### [Aim of the task]
Repeat exactly, and only, the lines below starting at the line that contains "impl From<Status> for" and ending at the line that contains "#[derive(Debug, Clone, PartialEq, Eq, Serialize, Deserialize)]", inclusive of both.

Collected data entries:
---------------

use super::{ApprovalInstance, HistoryRecord};
use crate::condition::EvaluationContext;
use crate::engine::EngineConfig;
use crate::error::{ApprovalError, CommitError};
use crate::flow::FlowDefinition;
use crate::resolver::{Action, ResolvedTransition, TransitionResolver};
use chrono::{DateTime, Utc};

impl ApprovalInstance {
    /// Commits `resolved` and returns the updated instance; `self` is left untouched.
    ///
    /// Fails if the approval is already closed, or if it moved on since `resolved`
    /// was computed. A duplicate delivery of the same action therefore never
    /// applies twice.
    pub fn apply_transition(
        &self,
        resolved: &ResolvedTransition,
        actor: &str,
        comment: Option<&str>,
    ) -> Result<ApprovalInstance, CommitError> {
        self.apply_transition_at(resolved, actor, comment, Utc::now())
    }

    pub fn apply_transition_at(
        &self,
        resolved: &ResolvedTransition,
        actor: &str,
        comment: Option<&str>,
        at: DateTime<Utc>,
    ) -> Result<ApprovalInstance, CommitError> {
        if self.is_terminal() {
            return Err(CommitError::AlreadyTerminal(self.status.clone()));
        }
        if resolved.base_iteration != self.iteration
            || self.current_stage_id.as_deref() != Some(resolved.source_stage_id.as_str())
        {
            return Err(CommitError::StaleResolution {
                expected: resolved.base_iteration,
                found: self.iteration,
                expected_stage: Some(resolved.source_stage_id.clone()),
                found_stage: self.current_stage_id.clone(),
            });
        }

        let terminal = resolved.status.is_terminal();
        let mut next = self.clone();
        next.status = resolved.status.clone();
        next.current_stage_id = if terminal {
            None
        } else {
            resolved.next_stage_id.clone()
        };
        next.iteration = resolved.iteration;
        next.history.push(HistoryRecord {
            stage_id: resolved.source_stage_id.clone(),
            next_stage_id: next.current_stage_id.clone(),
            actor: actor.to_string(),
            decision: resolved
                .transition
                .label
                .clone()
                .unwrap_or_else(|| resolved.status.to_string()),
            status: resolved.status.clone(),
            comment: comment.map(str::to_string),
            timestamp: at,
        });
        if terminal {
            next.completed_at = Some(at);
        }

        tracing::debug!(
            approval_id = %self.id,
            from = %resolved.source_stage_id,
            status = %next.status,
            iteration = next.iteration,
            "committed transition"
        );
        Ok(next)
    }

    /// Resolves `action` against `definition` and commits it in place.
    ///
    /// On error the instance is unchanged.
    pub fn apply_action(
        &mut self,
        definition: &FlowDefinition,
        config: &EngineConfig,
        action: &Action,
        context: &EvaluationContext,
        actor: &str,
        comment: Option<&str>,
    ) -> Result<ResolvedTransition, ApprovalError> {
        let resolved = TransitionResolver::new(definition, config).resolve(self, action, context)?;
        *self = self.apply_transition(&resolved, actor, comment)?;
        Ok(resolved)
    }
}
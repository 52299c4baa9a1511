use crate::condition::ConditionNode;
use crate::error::DefinitionParseError;
use ahash::AHashMap;
use serde::{Deserialize, Serialize};
use std::fmt;

/// The status tag carried by a stage and by an approval instance.
///
/// The four built-in tags cover the common lifecycle; anything else is a
/// domain-specific intermediate status that behaves like `in_process`.
#[derive(Debug, Clone, PartialEq, Eq, Hash, Serialize, Deserialize)]
#[serde(from = "String", into = "String")]
pub enum Status {
    InProcess,
    Approved,
    Reject,
    End,
    Custom(String),
}

impl Status {
    pub fn as_str(&self) -> &str {
        match self {
            Status::InProcess => "in_process",
            Status::Approved => "approved",
            Status::Reject => "reject",
            Status::End => "end",
            Status::Custom(s) => s,
        }
    }

    /// Terminal statuses close an approval for good.
    pub fn is_terminal(&self) -> bool {
        matches!(self, Status::Approved | Status::Reject | Status::End)
    }
}

impl From<String> for Status {
    fn from(s: String) -> Self {
        match s.as_str() {
            "in_process" => Status::InProcess,
            "approved" => Status::Approved,
            "reject" => Status::Reject,
            "end" => Status::End,
            _ => Status::Custom(s),
        }
    }
}

impl From<&str> for Status {
    fn from(s: &str) -> Self {
        Status::from(s.to_string())
    }
}

impl From<Status> for String {
    fn from(status: Status) -> Self {
        match status {
            Status::Custom(s) => s,
            other => other.as_str().to_string(),
        }
    }
}

impl fmt::Display for Status {
    fn fmt(&self, f: &mut fmt::Formatter<'_>) -> fmt::Result {
        write!(f, "{}", self.as_str())
    }
}

/// Who is expected to act on a stage.
#[derive(Debug, Clone, PartialEq, Eq, Serialize, Deserialize)]
#[serde(rename_all = "camelCase", tag = "kind", content = "value")]
pub enum Actor {
    Role(String),
    User(String),
}

/// A directed edge out of a stage.
#[derive(Debug, Clone, PartialEq, Serialize, Deserialize)]
#[serde(rename_all = "camelCase")]
pub struct Transition {
    /// Stage to move into. `None` terminates directly into `to`.
    #[serde(default)]
    pub target_stage_id: Option<String>,
    /// Resulting status once this transition fires.
    pub to: Status,
    #[serde(default)]
    pub label: Option<String>,
    /// Every group must pass for the transition to be eligible.
    #[serde(default)]
    pub conditions: Vec<ConditionNode>,
    #[serde(default)]
    pub is_default: bool,
}

impl Transition {
    pub fn to(status: impl Into<Status>) -> Self {
        Self {
            target_stage_id: None,
            to: status.into(),
            label: None,
            conditions: Vec::new(),
            is_default: false,
        }
    }

    pub fn with_target_stage(mut self, stage_id: impl Into<String>) -> Self {
        self.target_stage_id = Some(stage_id.into());
        self
    }

    pub fn with_label(mut self, label: impl Into<String>) -> Self {
        self.label = Some(label.into());
        self
    }

    pub fn with_condition(mut self, node: ConditionNode) -> Self {
        self.conditions.push(node);
        self
    }

    pub fn as_default(mut self) -> Self {
        self.is_default = true;
        self
    }

    /// True when `token` names this transition's destination (stage id or status),
    /// or, when `include_label` is set, its label.
    pub fn answers_to(&self, token: &str, include_label: bool) -> bool {
        self.target_stage_id.as_deref() == Some(token)
            || self.to.as_str() == token
            || (include_label && self.label.as_deref() == Some(token))
    }
}

/// One node of a flow definition.
#[derive(Debug, Clone, PartialEq, Serialize, Deserialize)]
#[serde(rename_all = "camelCase")]
pub struct Stage {
    pub id: String,
    pub name: String,
    #[serde(default)]
    pub description: String,
    #[serde(default)]
    pub actor: Option<Actor>,
    pub status: Status,
    #[serde(default)]
    pub transitions: Vec<Transition>,
    /// How many times this stage may be re-entered through a return loop.
    #[serde(default)]
    pub max_iterations: Option<u32>,
}

impl Stage {
    pub fn new(id: impl Into<String>, name: impl Into<String>, status: impl Into<Status>) -> Self {
        let name = name.into();
        Self {
            id: id.into(),
            description: name.clone(),
            name,
            actor: None,
            status: status.into(),
            transitions: Vec::new(),
            max_iterations: None,
        }
    }

    pub fn with_description(mut self, description: impl Into<String>) -> Self {
        self.description = description.into();
        self
    }

    pub fn with_actor(mut self, actor: Actor) -> Self {
        self.actor = Some(actor);
        self
    }

    pub fn with_transition(mut self, transition: Transition) -> Self {
        self.transitions.push(transition);
        self
    }

    pub fn with_max_iterations(mut self, max: u32) -> Self {
        self.max_iterations = Some(max);
        self
    }

    pub fn default_transition(&self) -> Option<&Transition> {
        self.transitions.iter().find(|t| t.is_default)
    }
}

/// The complete, declarative description of how an approval type moves from
/// submission to resolution.
#[derive(Debug, Clone, PartialEq, Serialize, Deserialize)]
#[serde(rename_all = "camelCase")]
pub struct FlowDefinition {
    pub id: String,
    pub name: String,
    #[serde(default)]
    pub description: String,
    /// Semantic version string, `major.minor.patch`.
    pub version: String,
    pub stages: Vec<Stage>,
}

impl FlowDefinition {
    pub fn new(id: impl Into<String>, name: impl Into<String>, stages: Vec<Stage>) -> Self {
        Self {
            id: id.into(),
            name: name.into(),
            description: String::new(),
            version: "1.0.0".to_string(),
            stages,
        }
    }

    /// Parses a definition from its JSON representation.
    pub fn from_json(json: &str) -> Result<Self, DefinitionParseError> {
        serde_json::from_str(json).map_err(|e| DefinitionParseError::Json(e.to_string()))
    }

    pub fn to_json(&self) -> Result<String, DefinitionParseError> {
        serde_json::to_string_pretty(self).map_err(|e| DefinitionParseError::Json(e.to_string()))
    }

    /// The entry stage: new approvals start here.
    pub fn first_stage(&self) -> Option<&Stage> {
        self.stages.first()
    }

    pub fn stage(&self, stage_id: &str) -> Option<&Stage> {
        self.stages.iter().find(|s| s.id == stage_id)
    }

    /// Status values double as stage keys in legacy lookups.
    pub fn stage_by_status(&self, status: &Status) -> Option<&Stage> {
        self.stages.iter().find(|s| &s.status == status)
    }

    /// Builds a `status -> stage` index. Later duplicates never overwrite earlier entries.
    pub fn status_index(&self) -> AHashMap<&str, &Stage> {
        let mut index = AHashMap::with_capacity(self.stages.len());
        for stage in &self.stages {
            index.entry(stage.status.as_str()).or_insert(stage);
        }
        index
    }
}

---------------

### [Expected answer]
impl From<Status> for String {
    fn from(status: Status) -> Self {
        match status {
            Status::Custom(s) => s,
            other => other.as_str().to_string(),
        }
    }
}

impl fmt::Display for Status {
    fn fmt(&self, f: &mut fmt::Formatter<'_>) -> fmt::Result {
        write!(f, "{}", self.as_str())
    }
}

/// Who is expected to act on a stage.
#[derive(Debug, Clone, PartialEq, Eq, Serialize, Deserialize)]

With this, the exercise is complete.